Les sociétés de la famille modifient progressivement leur fonctionnement en se regroupant pour former un groupe au sein de la « Société d’Etude Decré » (SED), société mère munie d'un conseil de surveillance et d'un directoire.

Logotype des hypermarchés Record.

Des choix doivent être réalisés dans les années 1970 parmi les trois activités du Groupe. Pour refinancer et développer Frigécrème qui en 1976 produit dix millions de litres de crèmes glacées dans son usine de Saint-Herblain[4], il se sépare de ses hypermarchés Record au profit des Docks de France (anciens hypermarchés Mammouth).

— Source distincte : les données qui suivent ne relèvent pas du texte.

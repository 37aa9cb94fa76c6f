//! Tiered escalation of compliance obligations.
//!
//! ```text
//! SCHEDULED ──due──► REMINDED ──T1, check──► FOLLOWED_UP ──T2, check──► ESCALATED
//!                                                                          │ reconfirm
//!                                                                          ▼
//!              RESOLVED ◄──── confirmation (any tier) ──── FAMILY_NOTIFIED
//! ```
//!
//! A positive check at any step resolves the case. A notification that reaches
//! no channel counts as a missed reminder and the next check runs at once.

mod messages;
mod policy;
mod scheduler;

pub use policy::{
    DEFAULT_ARCHIVE_CAPACITY, DEFAULT_ESCALATE_AFTER, DEFAULT_FOLLOW_UP_AFTER, EscalationPolicy,
};
pub use scheduler::{EscalationScheduler, Registration};
//! Application services.
//!
//! [`CareAssistant`] assembles the router, the capability handlers and the
//! escalation scheduler from a [`crate::CarewatchConfig`] and a tool provider.

mod assistant;

pub use assistant::CareAssistant;
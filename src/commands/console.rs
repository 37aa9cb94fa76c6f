//! Console command handler.
//!
//! Reads one admin command per line from stdin. Escalation timers keep running
//! between commands and their transitions are echoed as they happen.

use super::{SubmitArgs, describe_event, print_cases, print_outcome};
use carewatch::observability::MetricsHandle;
use carewatch::tools::FixtureToolProvider;
use carewatch::{CareAssistant, CarewatchConfig};
use clap::{Parser, Subcommand};
use std::sync::Arc;
use tokio::io::{AsyncBufReadExt, BufReader};
use tokio::sync::broadcast::error::RecvError;

/// One console line.
#[derive(Parser)]
#[command(name = "carewatch", no_binary_name = true, disable_version_flag = true)]
struct ConsoleLine {
    #[command(subcommand)]
    command: ConsoleCommand,
}

/// Console commands.
#[derive(Subcommand)]
enum ConsoleCommand {
    /// Route a request.
    Submit(SubmitArgs),

    /// List escalation cases.
    Cases {
        /// Include recently closed cases.
        #[arg(long)]
        all: bool,
    },

    /// Confirm compliance for a subject, resolving its open case.
    Confirm {
        /// The subject (medication name).
        #[arg(required = true, num_args = 1..)]
        subject: Vec<String>,
    },

    /// Simulate the person taking a medication: later checks find it taken.
    Taken {
        /// The medication name.
        #[arg(required = true, num_args = 1..)]
        subject: Vec<String>,
    },

    /// Print current metrics in Prometheus format.
    Metrics,

    /// Leave the console.
    #[command(alias = "exit")]
    Quit,
}

/// Console command.
pub async fn cmd_console(
    config: &CarewatchConfig,
    provider: Arc<FixtureToolProvider>,
    metrics: Option<&MetricsHandle>,
) -> Result<(), Box<dyn std::error::Error>> {
    let assistant = CareAssistant::new(config, provider.clone())?;

    let mut events = assistant.subscribe();
    let echo = tokio::spawn(async move {
        loop {
            match events.recv().await {
                Ok(event) => {
                    if let Some(line) = describe_event(&event) {
                        println!("* {line}");
                    }
                },
                Err(RecvError::Lagged(skipped)) => println!("* ({skipped} events skipped)"),
                Err(RecvError::Closed) => break,
            }
        }
    });

    println!(
        "carewatch console: capabilities {:?}. Type 'help' for commands.",
        assistant.capabilities()
    );
    let mut lines = BufReader::new(tokio::io::stdin()).lines();
    while let Some(line) = lines.next_line().await? {
        let line = line.trim();
        if line.is_empty() {
            continue;
        }
        let Some(words) = shlex::split(line) else {
            println!("Unbalanced quotes");
            continue;
        };
        let command = match ConsoleLine::try_parse_from(words) {
            Ok(parsed) => parsed.command,
            Err(e) => {
                let _ = e.print();
                continue;
            },
        };

        match command {
            ConsoleCommand::Submit(args) => {
                let request = match args.to_request() {
                    Ok(request) => request,
                    Err(e) => {
                        println!("{e}");
                        continue;
                    },
                };
                let before = provider.sent().len();
                match assistant.submit(&request).await {
                    Ok(outcome) => {
                        let sent = provider.sent();
                        print_outcome(&outcome, sent.get(before..).unwrap_or_default());
                    },
                    Err(e) => println!("{e}"),
                }
            },
            ConsoleCommand::Cases { all } => {
                print_cases(&assistant.open_cases());
                if all {
                    for archived in assistant.history() {
                        println!(
                            "closed {} {:<20} at {} ({:?})",
                            archived.closed_at.format("%H:%M:%S UTC"),
                            archived.case.subject,
                            archived.case.tier.as_str(),
                            archived.outcome
                        );
                    }
                }
            },
            ConsoleCommand::Confirm { subject } => {
                let subject = subject.join(" ");
                match assistant.confirm(&subject) {
                    Some(case) => println!("Resolved case {} for {}", case.id, case.subject),
                    None => println!("No open case for {subject}"),
                }
            },
            ConsoleCommand::Taken { subject } => {
                let subject = subject.join(" ");
                provider.mark_taken(&subject);
                println!("Marked {subject} as taken; the next check will find it");
            },
            ConsoleCommand::Metrics => match metrics {
                Some(handle) => print!("{}", handle.render()),
                None => println!("Metrics are disabled"),
            },
            ConsoleCommand::Quit => break,
        }
    }

    assistant.shutdown();
    echo.abort();
    Ok(())
}
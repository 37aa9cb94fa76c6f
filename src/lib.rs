//! # Carewatch
//!
//! An elder-care monitoring assistant.
//!
//! Carewatch routes situational reports (medication timing, household emergencies,
//! ad-hoc requests) to capability handlers, tracks medication compliance over time,
//! and escalates missed obligations through reminder tiers that end with the
//! family being notified.
//!
//! ## Architecture
//!
//! ```text
//! Request ──► Router ──► Capability handler ──► Tools (external providers)
//!               │               │
//!               │               └──► Communication ──► Selector + Formatter ──► send_message
//!               │
//!               └──► EscalationScheduler (one timed task per open case)
//! ```
//!
//! - [`tools`]: the fixed tool catalog, per-capability bindings, timeouts and retry
//! - [`capabilities`]: medication, emergency and communication handlers
//! - [`escalation`]: the tiered escalation state machine
//! - [`delivery`]: channel selection and per-channel message formatting
//! - [`router`]: deterministic classification and single dispatch
//!
//! ## Example
//!
//! ```rust,ignore
//! use std::sync::Arc;
//! use carewatch::{CareAssistant, CarewatchConfig, Request};
//! use carewatch::tools::FixtureToolProvider;
//!
//! let provider = Arc::new(FixtureToolProvider::demo());
//! let assistant = CareAssistant::new(&CarewatchConfig::default(), provider)?;
//! let outcome = assistant.submit(Request::new("Time for my aspirin?")).await?;
//! ```

#![deny(clippy::all)]
#![warn(clippy::pedantic)]
#![warn(clippy::nursery)]
#![warn(missing_docs)]
#![forbid(unsafe_code)]
#![allow(clippy::multiple_crate_versions)]

use thiserror::Error as ThisError;

// Module declarations
pub mod capabilities;
pub mod config;
pub mod delivery;
pub mod escalation;
pub mod models;
pub mod observability;
pub mod router;
pub mod services;
pub mod tools;

// Re-exports for convenience
pub use capabilities::{Capability, CapabilityName, HandlerResult, Obligation, ResultKind};
pub use config::CarewatchConfig;
pub use escalation::{EscalationPolicy, EscalationScheduler, Registration};
pub use models::{
    Channel, Contact, Domain, EscalationCase, Notification, Recipient, Request, RequestContext,
    Tier, Urgency,
};
pub use router::{DispatchOutcome, DispatchStatus, Router, UnhandledReason};
pub use services::CareAssistant;
pub use tools::{ToolFailure, ToolFailureKind, ToolName, ToolProvider};

/// Error type for carewatch operations.
///
/// Tool failures and channel failures are not errors: they are absorbed at the
/// handler boundary (see [`ToolFailure`]). An `Error` means the core itself is
/// misconfigured or an I/O operation outside the tool contract failed.
///
/// | Variant | Raised When |
/// |---------|-------------|
/// | `InvalidInput` | Empty request text, unparseable admin command, bad tool arguments |
/// | `Configuration` | Unbound tool call, tool without timeout, invalid escalation policy |
/// | `OperationFailed` | Config/fixture file I/O, logging or metrics initialization |
#[derive(Debug, ThisError)]
pub enum Error {
    /// Invalid input was provided.
    #[error("invalid input: {0}")]
    InvalidInput(String),

    /// The core is misconfigured.
    ///
    /// Raised when:
    /// - A handler calls a tool outside its declared set
    /// - A bound tool resolves to no timeout
    /// - Escalation intervals are zero
    #[error("configuration error: {0}")]
    Configuration(String),

    /// An operation failed.
    #[error("operation '{operation}' failed: {cause}")]
    OperationFailed {
        /// The operation that failed.
        operation: String,
        /// The underlying cause.
        cause: String,
    },
}

/// Result type alias for carewatch operations.
pub type Result<T> = std::result::Result<T, Error>;

/// Returns the current Unix timestamp in seconds.
///
/// Falls back to 0 if the system clock is before the Unix epoch.
#[must_use]
pub fn current_timestamp() -> u64 {
    use std::time::{SystemTime, UNIX_EPOCH};
    SystemTime::now()
        .duration_since(UNIX_EPOCH)
        .map(|d| d.as_secs())
        .unwrap_or(0)
}

#[cfg(test)]
mod tests {
    use super::*;

    #[test]
    fn test_error_display() {
        let err = Error::InvalidInput("empty request".to_string());
        assert_eq!(err.to_string(), "invalid input: empty request");

        let err = Error::Configuration("tool 'send_message' has no timeout".to_string());
        assert_eq!(
            err.to_string(),
            "configuration error: tool 'send_message' has no timeout"
        );

        let err = Error::OperationFailed {
            operation: "read_config_file".to_string(),
            cause: "not found".to_string(),
        };
        assert_eq!(
            err.to_string(),
            "operation 'read_config_file' failed: not found"
        );
    }

    #[test]
    fn test_current_timestamp() {
        assert!(current_timestamp() > 1_600_000_000);
    }
}
//! The provider seam: external data and action providers implement this.

use super::{ToolFailure, ToolName};
use async_trait::async_trait;
use serde_json::Value;

/// An external provider answering tool invocations.
///
/// Implementations may suspend on I/O. They never see timeouts or retries: the
/// [`super::ToolRegistry`] wraps every call.
#[async_trait]
pub trait ToolProvider: Send + Sync {
    /// Provider name for logs.
    fn name(&self) -> &'static str;

    /// Invokes a tool with structured arguments.
    ///
    /// # Errors
    ///
    /// Returns a [`ToolFailure`] when the provider cannot answer.
    async fn invoke(&self, tool: ToolName, args: Value) -> Result<Value, ToolFailure>;
}
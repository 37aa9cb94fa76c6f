//! Data models for carewatch.
//!
//! This module contains the core data structures shared by the router, the
//! capability handlers, the escalation scheduler and the delivery layer.

mod escalation;
mod events;
mod notification;
mod request;

pub use escalation::{
    ArchivedCase, CaseOutcome, EscalationCase, ResolutionSource, Tier, subject_key,
};
pub use events::{CareEvent, EventMeta};
pub use notification::{
    Channel, Contact, DeliveryReport, DeliveryStatus, Notification, Recipient, Urgency,
};
pub use request::{Activity, Domain, Request, RequestContext};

Quelques années plus tard, la majorité des trente actionnaires familiaux décide de récupérer ses capitaux. La SED est donc vendue en 1979 aux Nouvelles Galeries (société absorbée par la suite par le Groupe Galeries Lafayette) avec engagement écrit de continuer l’exploitation des deux activités du groupe : Frigécrème et le grand magasin. Cet engagement ne sera pas tenu, entraînant en 1981 la démission d’Yvon Decré, dernier représentant du groupe encore présent en tant que président du directoire de la SED, ainsi que la dissolution du Groupe. Le 9 juin 1998, l'usine herblinoise de Frigécrème, est ravagée par un incendie et son nouveau propriétaire, le groupe Unilever, décide de faire cesser les activités de l'entreprise[4].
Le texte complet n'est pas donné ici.